BEGIN
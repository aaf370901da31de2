//! Type-safe wrappers around [`ResourceClient`](actor_framework::ResourceClient).
//!
//! Every client inherits `get`, `find` and `delete` from
//! [`ActorClient`](actor_framework::ActorClient) and adds the entity's own create, update
//! and action calls with properly typed results.

pub mod adresse_client;
pub mod bestellung_client;
pub mod kunde_client;
pub mod produkt_client;
pub mod produktdaten_client;

pub use adresse_client::*;
pub use bestellung_client::*;
pub use kunde_client::*;
pub use produkt_client::*;
pub use produktdaten_client::*;
//! Pure data structures implementing the [`ActorEntity`](actor_framework::ActorEntity) trait.
//!
//! The `impl ActorEntity` blocks live next to each actor (`kunde_actor::entity`, ...);
//! this module only holds the data, the DTOs and the validation rules.

/// Declares a type-safe `u32` identifier.
///
/// The generated type displays with a prefix (`kunde_1`) in logs and serializes as the
/// bare number.
macro_rules! entity_id {
    ($(#[$meta:meta])* $name:ident, $prefix:literal) => {
        $(#[$meta])*
        #[derive(
            Debug, Clone, Copy, PartialEq, Eq, PartialOrd, Ord, Hash,
            serde::Serialize, serde::Deserialize,
        )]
        #[serde(transparent)]
        pub struct $name(pub u32);

        impl From<u32> for $name {
            fn from(id: u32) -> Self {
                Self(id)
            }
        }

        impl std::fmt::Display for $name {
            fn fmt(&self, f: &mut std::fmt::Formatter<'_>) -> std::fmt::Result {
                write!(f, concat!($prefix, "_{}"), self.0)
            }
        }
    };
}

pub mod adresse;
pub mod audit;
pub mod betrag;
pub mod bestellung;
pub mod kunde;
pub mod produkt;
pub mod produktdaten;
pub mod validierung;

pub use adresse::*;
pub use audit::*;
pub use betrag::*;
pub use bestellung::*;
pub use kunde::*;
pub use produkt::*;
pub use produktdaten::*;
pub use validierung::*;

#[cfg(test)]
mod tests {
    use super::*;

    #[test]
    fn ids_display_with_prefix_and_serialize_bare() {
        let id = KundeId(7);
        assert_eq!(id.to_string(), "kunde_7");
        assert_eq!(serde_json::to_string(&id).unwrap(), "7");
        assert_eq!(serde_json::from_str::<BestellungId>("3").unwrap(), BestellungId(3));
    }
}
END
▶ _WHAT THIS TASK INVOLVES_: Each line from the first line of the listing through the line containing "pub use kunde_client::*;" must be set down exactly; no other line belongs in the answer.

▶ _RESPONSE TO THE EXERCISE_:
repository aaf370901da31de2
//! Type-safe wrappers around [`ResourceClient`](actor_framework::ResourceClient).
//!
//! Every client inherits `get`, `find` and `delete` from
//! [`ActorClient`](actor_framework::ActorClient) and adds the entity's own create, update
//! and action calls with properly typed results.

pub mod adresse_client;
pub mod bestellung_client;
pub mod kunde_client;
pub mod produkt_client;
pub mod produktdaten_client;

pub use adresse_client::*;
pub use bestellung_client::*;
pub use kunde_client::*;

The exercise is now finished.